In despair I took him back to the vet. “I don’t care how long it takes,” I told her. “I don’t care how much it costs. But I want that fugitive testicle removed. Even if it's lurking in his brain. Dig it out! Either that, or you keep him.”
“Behaviour problems?” she enquired.
I choked back a wave of hysteria, and managed to nod. “You could say that,” I managed.
“They’re not really domestic animals,” these full toms,” she said. “I’ll see what I can do.”
Luckily for all of us, later that afternoon when I returned to the surgery, she had managed to find the lurking testicle. It had taken several tries though, and Bad Boy Tommy’s stomach looked like a sieve; little holes all over the place.
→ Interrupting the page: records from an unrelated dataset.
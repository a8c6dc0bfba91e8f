//! Derived results (diagnostics, test failures, search matches).
//!
//! Results are produced outside this crate (compiler, test runner, search engine) and are
//! immutable once produced. A result is *located* when it names a file and a line; otherwise it
//! is *unlocated* and is only shown in the results list.

use crate::buffer::FileRef;
use serde::{Deserialize, Serialize};

/// Result severity levels.
#[derive(Debug, Clone, Copy, PartialEq, Eq, PartialOrd, Ord, Hash)]
pub enum Severity {
    /// Error results.
    Error,
    /// Warning results.
    Warning,
    /// Informational results (e.g. search matches).
    Info,
}

impl Severity {
    /// Human-readable label used in the results list.
    pub fn label(self) -> &'static str {
        match self {
            Severity::Error => "Error",
            Severity::Warning => "Warning",
            Severity::Info => "Info",
        }
    }
}

/// A single derived result.
#[derive(Debug, Clone, PartialEq, Eq)]
pub struct DerivedResult {
    /// Result severity.
    pub severity: Severity,
    /// Message shown in the results list.
    pub message: String,
    /// Source file, if the producer knows it.
    pub file: Option<FileRef>,
    /// Zero-based line, or `None` for "no location".
    pub line: Option<usize>,
    /// Zero-based column in characters, if known.
    pub column: Option<usize>,
}

impl DerivedResult {
    /// Create a result without a location.
    pub fn new(severity: Severity, message: impl Into<String>) -> Self {
        Self {
            severity,
            message: message.into(),
            file: None,
            line: None,
            column: None,
        }
    }

    /// Create an error result.
    pub fn error(message: impl Into<String>) -> Self {
        Self::new(Severity::Error, message)
    }

    /// Create a warning result.
    pub fn warning(message: impl Into<String>) -> Self {
        Self::new(Severity::Warning, message)
    }

    /// Create an informational result.
    pub fn info(message: impl Into<String>) -> Self {
        Self::new(Severity::Info, message)
    }

    /// Attach the source file.
    pub fn in_file(mut self, file: FileRef) -> Self {
        self.file = Some(file);
        self
    }

    /// Attach a zero-based position as reported by producers.
    ///
    /// Producers report "no location" with a negative line (conventionally `-1`); a negative
    /// column is treated as "unknown column".
    pub fn at(mut self, line: i64, column: i64) -> Self {
        self.line = usize::try_from(line).ok();
        self.column = usize::try_from(column).ok();
        self
    }

    /// Returns `true` if the result names both a file and a line.
    pub fn is_located(&self) -> bool {
        self.file.is_some() && self.line.is_some()
    }

    /// `(line, column)` for located results; an unknown column is column `0`.
    pub fn position(&self) -> Option<(usize, usize)> {
        self.line.map(|line| (line, self.column.unwrap_or(0)))
    }
}

/// Nouns used to build the results header (e.g. `"2 errors and 1 warning found:"`).
#[derive(Debug, Clone, PartialEq, Eq, Serialize, Deserialize)]
#[serde(default)]
pub struct ResultLabels {
    /// Singular noun for errors.
    pub error: String,
    /// Plural noun for errors.
    pub errors: String,
    /// Singular noun for warnings.
    pub warning: String,
    /// Plural noun for warnings.
    pub warnings: String,
    /// Singular noun for informational results.
    pub info: String,
    /// Plural noun for informational results.
    pub infos: String,
    /// Header shown when there are no results.
    pub empty: String,
}

impl Default for ResultLabels {
    fn default() -> Self {
        Self {
            error: "error".to_string(),
            errors: "errors".to_string(),
            warning: "warning".to_string(),
            warnings: "warnings".to_string(),
            info: "message".to_string(),
            infos: "messages".to_string(),
            empty: "No errors found.".to_string(),
        }
    }
}

impl ResultLabels {
    /// Labels for test-runner results.
    pub fn test_failures() -> Self {
        Self {
            error: "test failure".to_string(),
            errors: "test failures".to_string(),
            empty: "All tests passed.".to_string(),
            ..Self::default()
        }
    }

    /// Labels for find-all results.
    pub fn matches() -> Self {
        Self {
            info: "match".to_string(),
            infos: "matches".to_string(),
            empty: "No matches found.".to_string(),
            ..Self::default()
        }
    }

    /// Build the header for the given counts.
    pub fn header(&self, errors: usize, warnings: usize, infos: usize) -> String {
        let mut parts: Vec<String> = Vec::new();
        for (count, singular, plural) in [
            (errors, &self.error, &self.errors),
            (warnings, &self.warning, &self.warnings),
            (infos, &self.info, &self.infos),
        ] {
            if count > 0 {
                let noun = if count == 1 { singular } else { plural };
                parts.push(format!("{count} {noun}"));
            }
        }

        match parts.as_slice() {
            [] => self.empty.clone(),
            [only] => format!("{only} found:"),
            [init @ .., last] => format!("{} and {last} found:", init.join(", ")),
        }
    }
}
Still, she probably saved his life that afternoon, because I couldn’t have kept him if he had continued in his old ways. Which he hasn’t. Ever since that second operation, he’s been a reformed character: gentle, polite, and affectionate with all the other inmates chez nous, and absolutely, totally, completely, utterly 100% house-trained.
And I know exactly why.
In cryptorchid cats, either one or both testes are retained inside the body instead of descending normally into the scrotum. The condition is hereditary.
According to Mark Johnston of the British Small Animal Veterinary Association (a division of the BVA), castrating cats not only improves behaviours such as aggression and urine marking, but also reduces conditions associated with roaming such as bite wounds and infectious diseases. However, he says, if a cat only has one testicle removed, the retained one will not only produce enough hormones so that unsocial behaviours will continue, but will have a higher risk of becoming cancerous.
Keeping a full tom often presents a challenge. "They tend to fight, roam and can be difficult to house-train," says Mark Johnston. "Therefore, in our veterinary practice, we would always recommend castration at 4-6 months." As for cryptorchid cats, "we would always remove the retained testicle at the same time as we remove the descended one".